What the task requires: Print out each record, keeping it identical to the original.

Given information:
------------------------------

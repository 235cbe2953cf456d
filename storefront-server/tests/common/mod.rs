//! Helpers shared by the HTTP integration tests

#![allow(dead_code)]

use axum::Router;
use axum::body::Body;
use http::{Request, StatusCode, header};
use http_body_util::BodyExt;
use serde_json::{Value, json};
use storefront_server::{Config, ServerState, api};
use tempfile::TempDir;
use tower::ServiceExt;

pub const ADMIN_TOKEN: &str = "test-admin-token";

pub struct TestApp {
    pub dir: TempDir,
    pub state: ServerState,
    pub router: Router,
}

/// Response status, headers and body (JSON, or a string for anything else)
pub struct TestResponse {
    pub status: StatusCode,
    pub headers: http::HeaderMap,
    pub body: Value,
}

impl TestApp {
    /// App over a fresh data directory, every provider simulated
    pub fn new() -> Self {
        Self::with_config(|_| {})
    }

    pub fn with_config(customize: impl FnOnce(&mut Config)) -> Self {
        let dir = tempfile::tempdir().unwrap();
        let mut config = Config::development(dir.path());
        config.admin_token = ADMIN_TOKEN.to_string();
        customize(&mut config);

        let state = ServerState::initialize(&config).unwrap();
        let router = api::create_router(state.clone());
        Self { dir, state, router }
    }

    pub async fn request(
        &self,
        method: &str,
        uri: &str,
        token: Option<&str>,
        body: Option<Body>,
    ) -> TestResponse {
        let mut builder = Request::builder().method(method).uri(uri);
        if let Some(token) = token {
            builder = builder.header(header::AUTHORIZATION, format!("Bearer {}", token));
        }
        let req = match body {
            Some(body) => builder
                .header(header::CONTENT_TYPE, "application/json")
                .body(body)
                .unwrap(),
            None => builder.body(Body::empty()).unwrap(),
        };

        let resp = self.router.clone().oneshot(req).await.unwrap();
        let status = resp.status();
        let headers = resp.headers().clone();
        let bytes = resp.into_body().collect().await.unwrap().to_bytes();
        let body = serde_json::from_slice(&bytes)
            .unwrap_or_else(|_| Value::String(String::from_utf8_lossy(&bytes).into_owned()));

        TestResponse {
            status,
            headers,
            body,
        }
    }

    pub async fn get(&self, uri: &str) -> TestResponse {
        self.request("GET", uri, None, None).await
    }

    pub async fn post(&self, uri: &str, body: Value) -> TestResponse {
        self.request("POST", uri, None, Some(Body::from(body.to_string())))
            .await
    }

    pub async fn admin(&self, method: &str, uri: &str, body: Option<Value>) -> TestResponse {
        self.request(
            method,
            uri,
            Some(ADMIN_TOKEN),
            body.map(|b| Body::from(b.to_string())),
        )
        .await
    }

    /// Create a product through the admin API
    pub async fn seed_product(&self, id: &str, precio: f64, stock: i64) {
        let resp = self
            .admin(
                "POST",
                "/api/products",
                Some(json!({
                    "id": id,
                    "nombre": id.to_uppercase(),
                    "precio": precio,
                    "stock": stock,
                })),
            )
            .await;
        assert_eq!(resp.status, StatusCode::CREATED, "{}", resp.body);
    }

    pub async fn stock_of(&self, id: &str) -> u64 {
        let resp = self.get(&format!("/api/products/{}", id)).await;
        resp.body["stock"].as_u64().unwrap()
    }

    /// Create an order and return its id
    pub async fn create_order(&self, items: Value) -> String {
        let resp = self
            .post("/api/orders", json!({ "cliente": "Ana", "items": items }))
            .await;
        assert_eq!(resp.status, StatusCode::CREATED, "{}", resp.body);
        resp.body["id"].as_str().unwrap().to_string()
    }
}

/// Serve `router` on an ephemeral local port; returns its base URL
pub async fn spawn_mock(router: Router) -> String {
    let listener = tokio::net::TcpListener::bind("127.0.0.1:0").await.unwrap();
    let addr = listener.local_addr().unwrap();
    tokio::spawn(async move {
        axum::serve(listener, router).await.unwrap();
    });
    format!("http://{}", addr)
}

------------------------------

Response to the task:
repository 235cbe2953cf456d
filename storefront-server/tests/common/mod.rs
//! Helpers shared by the HTTP integration tests

#![allow(dead_code)]

use axum::Router;
use axum::body::Body;
use http::{Request, StatusCode, header};
use http_body_util::BodyExt;
use serde_json::{Value, json};
use storefront_server::{Config, ServerState, api};
use tempfile::TempDir;
use tower::ServiceExt;

pub const ADMIN_TOKEN: &str = "test-admin-token";

pub struct TestApp {
    pub dir: TempDir,
    pub state: ServerState,
    pub router: Router,
}

/// Response status, headers and body (JSON, or a string for anything else)
pub struct TestResponse {
    pub status: StatusCode,
    pub headers: http::HeaderMap,
    pub body: Value,
}

impl TestApp {
    /// App over a fresh data directory, every provider simulated
    pub fn new() -> Self {
        Self::with_config(|_| {})
    }

    pub fn with_config(customize: impl FnOnce(&mut Config)) -> Self {
        let dir = tempfile::tempdir().unwrap();
        let mut config = Config::development(dir.path());
        config.admin_token = ADMIN_TOKEN.to_string();
        customize(&mut config);

        let state = ServerState::initialize(&config).unwrap();
        let router = api::create_router(state.clone());
        Self { dir, state, router }
    }

    pub async fn request(
        &self,
        method: &str,
        uri: &str,
        token: Option<&str>,
        body: Option<Body>,
    ) -> TestResponse {
        let mut builder = Request::builder().method(method).uri(uri);
        if let Some(token) = token {
            builder = builder.header(header::AUTHORIZATION, format!("Bearer {}", token));
        }
        let req = match body {
            Some(body) => builder
                .header(header::CONTENT_TYPE, "application/json")
                .body(body)
                .unwrap(),
            None => builder.body(Body::empty()).unwrap(),
        };

        let resp = self.router.clone().oneshot(req).await.unwrap();
        let status = resp.status();
        let headers = resp.headers().clone();
        let bytes = resp.into_body().collect().await.unwrap().to_bytes();
        let body = serde_json::from_slice(&bytes)
            .unwrap_or_else(|_| Value::String(String::from_utf8_lossy(&bytes).into_owned()));

        TestResponse {
            status,
            headers,
            body,
        }
    }

    pub async fn get(&self, uri: &str) -> TestResponse {
        self.request("GET", uri, None, None).await
    }

    pub async fn post(&self, uri: &str, body: Value) -> TestResponse {
        self.request("POST", uri, None, Some(Body::from(body.to_string())))
            .await
    }

    pub async fn admin(&self, method: &str, uri: &str, body: Option<Value>) -> TestResponse {
        self.request(
            method,
            uri,
            Some(ADMIN_TOKEN),
            body.map(|b| Body::from(b.to_string())),
        )
        .await
    }

    /// Create a product through the admin API
    pub async fn seed_product(&self, id: &str, precio: f64, stock: i64) {
        let resp = self
            .admin(
                "POST",
                "/api/products",
                Some(json!({
                    "id": id,
                    "nombre": id.to_uppercase(),
                    "precio": precio,
                    "stock": stock,
                })),
            )
            .await;
        assert_eq!(resp.status, StatusCode::CREATED, "{}", resp.body);
    }

    pub async fn stock_of(&self, id: &str) -> u64 {
        let resp = self.get(&format!("/api/products/{}", id)).await;
        resp.body["stock"].as_u64().unwrap()
    }

    /// Create an order and return its id
    pub async fn create_order(&self, items: Value) -> String {
        let resp = self
            .post("/api/orders", json!({ "cliente": "Ana", "items": items }))
            .await;
        assert_eq!(resp.status, StatusCode::CREATED, "{}", resp.body);
        resp.body["id"].as_str().unwrap().to_string()
    }
}

/// Serve `router` on an ephemeral local port; returns its base URL
pub async fn spawn_mock(router: Router) -> String {
    let listener = tokio::net::TcpListener::bind("127.0.0.1:0").await.unwrap();
    let addr = listener.local_addr().unwrap();
    tokio::spawn(async move {
        axum::serve(listener, router).await.unwrap();
    });
    format!("http://{}", addr)
}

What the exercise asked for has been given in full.